After retiring, Bream became a motivational speaker for Christian Sports International. In 2003, he joined "Battin' 1000," a Pro-Life group composed of several former baseball celebrities. Bream was hired in 2008 to be the hitting coach for the State College Spikes, a Pirates' affiliate in the New York-Penn League, but he only served one year in that capacity.
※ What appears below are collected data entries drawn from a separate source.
//! Engine types
//!
//! Query parameters for generic retrieval, nested suggestions and request
//! statistics.

use crate::types::{Collection, ImageSize, Locale, SortOrder};
use serde::Serialize;
use std::sync::atomic::{AtomicU64, Ordering};

/// Parameters of one generic retrieval.
///
/// `target` is the app id, search query, developer id, chart category or
/// suggestion term depending on the entity kind. Unset options fall back to
/// the scraper's configured defaults.
#[derive(Debug, Clone, Default, PartialEq, Eq)]
pub struct Query {
    pub target: String,
    pub count: Option<usize>,
    pub locale: Option<Locale>,
    pub sort: Option<SortOrder>,
    pub collection: Option<Collection>,
    pub image_size: Option<ImageSize>,
}

impl Query {
    /// Create a query for a target
    pub fn new(target: impl Into<String>) -> Self {
        Self {
            target: target.into(),
            ..Self::default()
        }
    }

    /// Set the number of records wanted
    #[must_use]
    pub fn with_count(mut self, count: usize) -> Self {
        self.count = Some(count);
        self
    }

    /// Set the locale
    #[must_use]
    pub fn with_locale(mut self, locale: Locale) -> Self {
        self.locale = Some(locale);
        self
    }

    /// Set the review sort order
    #[must_use]
    pub fn with_sort(mut self, sort: SortOrder) -> Self {
        self.sort = Some(sort);
        self
    }

    /// Set the top chart collection
    #[must_use]
    pub fn with_collection(mut self, collection: Collection) -> Self {
        self.collection = Some(collection);
        self
    }

    /// Set the image rendition
    #[must_use]
    pub fn with_image_size(mut self, size: ImageSize) -> Self {
        self.image_size = Some(size);
        self
    }
}

/// A suggestion together with the suggestions for it
#[derive(Debug, Clone, PartialEq, Eq, Serialize)]
pub struct NestedSuggestion {
    pub term: String,
    pub suggestions: Vec<String>,
}

/// Counters shared by every retrieval of one scraper
#[derive(Debug, Default)]
pub(crate) struct StatsCounters {
    requests: AtomicU64,
    fallbacks: AtomicU64,
    failures: AtomicU64,
}

impl StatsCounters {
    pub(crate) fn add_request(&self) {
        self.requests.fetch_add(1, Ordering::Relaxed);
    }

    pub(crate) fn add_fallback(&self) {
        self.fallbacks.fetch_add(1, Ordering::Relaxed);
    }

    pub(crate) fn add_failure(&self) {
        self.failures.fetch_add(1, Ordering::Relaxed);
    }

    pub(crate) fn snapshot(&self) -> FetchStats {
        FetchStats {
            requests: self.requests.load(Ordering::Relaxed),
            fallbacks: self.fallbacks.load(Ordering::Relaxed),
            failures: self.failures.load(Ordering::Relaxed),
        }
    }
}

/// Request statistics of a scraper
#[derive(Debug, Clone, Copy, Default, PartialEq, Eq, Serialize)]
pub struct FetchStats {
    /// Requests handed to the transport
    pub requests: u64,
    /// Country-relaxed retries made
    pub fallbacks: u64,
    /// Requests that ended in an error
    pub failures: u64,
}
The Pittsburgh Post-Gazette reported it was because he wanted to spend more time with his family; Sports Illustrated said it was because "fans complained," remembering "The Slide." Bream can still be booked as a motivational speaker from Christian Speakers 360, and he serves as a corporate chaplain for PGT Trucking. Though still a Pirates fan, Bream has a painting of "The Slide" hanging in his living room. He is an avid hunter, and several of the other Pirates have been hunting with him. He is close friends with several of his teammates from the Pirates, including Drabek.